Mas não eram simples corpos, eram gigantes escurecidos deitados sob o leito daquele mar ancestral que conheceu o apogeu de uma civilização que influenciou de forma definitiva a cultura ocidental: os gregos.
O químico mergulhou mais profundamente para ver o que seria e se deparou com duas imponentes estátuas de bronze escurecidas pela intempérie e pelo tempo, submersas ali há pelo menos 2500 anos!
Tratava-se das conhecidas Bronzi di Riaci que hoje estão expostas no Museu Arqueológico de Reggio.
As duas estátuas são jóias da arte grega, raríssimas, únicas em sua espécie que impressionou artistas e especialistas e ainda hoje impressiona pela a perfeição de suas formas, força e elegância.
Mas há algo além da simples representação da realidade nessas esculturas. Há uma perfeição impossível, um exagero inatingível por mais que um corpo de um homem seja atlético.
Há detalhes estilizados muito além da realidade, são trunfos da criatividade humana que somente a arte pode alcançar.
A arte diz coisas que não conseguimos perceber claramente na simples contemplação da realidade.
Muitas vezes uma música nos fala de nossos próprios sentimentos mais do que podemos comunicar. Algumas poesias decifram o que gostaríamos de sintetizar sobre nós mesmos e sobre o outro tão perfeitamente que parece que as palavras ressoam e se misturam com nosso próprio pensamento.
É mais do que real, é mágico!
É a força da criatividade humana. De alguma forma temos a necessidade de organizar o caos do mundo que nos rodeia e sintetizar em harmonia, mas uma harmonia que vai além da própria natureza é a expressão de algo que se pode chamar espiritual, divino, além do humano.
Todos nós temos esse instinto, essa busca. Por mais prosaico que pareça o trabalho que realizamos queremos levar a marca de uma beleza que vemos com outros olhos. Vemos com os olhos do coração e do espírito.

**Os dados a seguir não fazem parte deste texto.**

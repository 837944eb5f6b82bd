//! Perspective globe camera.
//!
//! Projects geodetic positions to screen space for the 3D views. The camera
//! orbits a center point on the ellipsoid: `zoom` sets the orbit distance,
//! `pitch_deg` tilts away from nadir, `bearing_deg` rotates about the local
//! vertical.

use super::geodesy::Geodetic;
use super::projection::Viewport;
use super::vec::{LonLat, Vec2, Vec3};

/// Orbit altitude at zoom 0; each zoom level halves the altitude.
pub const BASE_ALTITUDE_M: f64 = 20_000_000.0;

/// Vertical field of view in degrees.
pub const FOV_DEG: f64 = 60.0;

/// Near plane distance (meters); points at or behind it clamp to the screen
/// edge instead of dividing toward infinity.
const NEAR_M: f64 = 1.0;

/// Pitch ceiling; at 90 degrees the orbit basis degenerates.
const MAX_PITCH_DEG: f64 = 85.0;

/// View state for the perspective views. One writer: the active view's
/// gesture handler.
#[derive(Debug, Copy, Clone, PartialEq)]
pub struct GlobeView {
    pub center: LonLat,
    pub zoom: f64,
    pub pitch_deg: f64,
    pub bearing_deg: f64,
}

impl GlobeView {
    pub fn new(center: LonLat, zoom: f64, pitch_deg: f64, bearing_deg: f64) -> Self {
        Self {
            center,
            zoom,
            pitch_deg,
            bearing_deg,
        }
    }

    pub fn altitude_m(&self) -> f64 {
        BASE_ALTITUDE_M / 2f64.powf(self.zoom.max(0.0))
    }
}

#[derive(Debug, Copy, Clone)]
struct CameraBasis {
    eye: Vec3,
    forward: Vec3,
    right: Vec3,
    up: Vec3,
}

fn camera_basis(view: &GlobeView) -> CameraBasis {
    let center = Geodetic::on_surface(view.center.canonical());
    let target = center.to_ecef();
    let (east, north, up) = center.enu_basis();

    let pitch = view.pitch_deg.clamp(0.0, MAX_PITCH_DEG).to_radians();
    let bearing = view.bearing_deg.to_radians();

    // Horizontal component of the orbit offset: bearing 0 places the camera
    // south of the target looking north.
    let heading = north.scale(bearing.cos()) + east.scale(bearing.sin());

    let offset = up.scale(pitch.cos()) - heading.scale(pitch.sin());
    let eye = target + offset.scale(view.altitude_m());

    let forward = (target - eye).normalized().unwrap_or(up.scale(-1.0));
    // `heading` is never parallel to `forward` with pitch clamped below 90.
    let right = forward
        .cross(heading)
        .normalized()
        .unwrap_or(east);
    let cam_up = right.cross(forward);

    CameraBasis {
        eye,
        forward,
        right,
        up: cam_up,
    }
}

/// Projects a geodetic position to screen space under `view`.
///
/// Total over finite input: positions behind the camera plane clamp to the
/// nearest screen edge rather than producing NaN. Pure; re-projection of the
/// same inputs yields the same point.
pub fn project_globe(p: Geodetic, viewport: Viewport, view: &GlobeView) -> Vec2 {
    let basis = camera_basis(view);
    let v = p.to_ecef() - basis.eye;

    let z = v.dot(basis.forward);
    let x = v.dot(basis.right);
    let y = v.dot(basis.up);

    if z < NEAR_M {
        return clamp_to_edge(x, y, viewport);
    }

    let focal = (viewport.height / 2.0) / (FOV_DEG.to_radians() / 2.0).tan();
    let center = viewport.center();
    Vec2::new(center.x + focal * x / z, center.y - focal * y / z)
}

fn clamp_to_edge(x: f64, y: f64, viewport: Viewport) -> Vec2 {
    let center = viewport.center();
    let len = (x * x + y * y).sqrt();
    if len <= 0.0 || !len.is_finite() {
        // Directly behind the eye on-axis; pick the bottom edge.
        return Vec2::new(center.x, viewport.height);
    }
    // Push along the screen-space direction until the viewport boundary.
    let dx = x / len;
    let dy = -y / len;
    let extent = viewport.width.max(viewport.height);
    let px = (center.x + dx * extent).clamp(0.0, viewport.width);
    let py = (center.y + dy * extent).clamp(0.0, viewport.height);
    Vec2::new(px, py)
}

Se estamos em sintonia com essa inspiração, o trabalho é uma experiência estética equiparável a contemplação artística. A euforia de criar é o que nos eleva a uma categoria quase divina e sendo divinos temos autoridade de criar uma beleza ainda não vista.
Sintonia, simbiose, sinestesia, síntese… todas essas palavras vem do mesmo prefixo grego SYN- que quer dizer união, junto.
O prefixo SYN ressoa sonoramente com a palavra SIM, a palavra que em português representa o principio da afirmação. Pode ser somente coincidência, mas vamos pensar como poetas.
Todas essas palavras de SYN (união) são palavras de SIM:
Sintonia: Algo nos faz um.
Simbiose: Uma relação de mútua vantagem.
Sinestesia: Não há divisão entre sentido e pensamento.
Síntese: Temos o dom de criar.
As palavras são como cores e formas estéticas, tem a força de suscitar em nossos sentimentos e em nossas mentes significados que nos provocam tanto reflexão quanto ação.
Tudo o que nos inspira e nos empolga é bem vindo.
Contemplemos nosso cotidiano com espírito criador por que em tudo há arte e tudo podemos transformar.
A música do universo pulsa.
Para saber mais sobre a importância das artes, indicamos a série de documentários da BBC “Como a Arte Fez o Mundo”.
O trecho aqui citado é a “parte 6” do episódio “Mais do que Humano” e fala exatamente sobre as duas esculturas de Riace. Mas se puder assista inteiro.
Vale muito à pena!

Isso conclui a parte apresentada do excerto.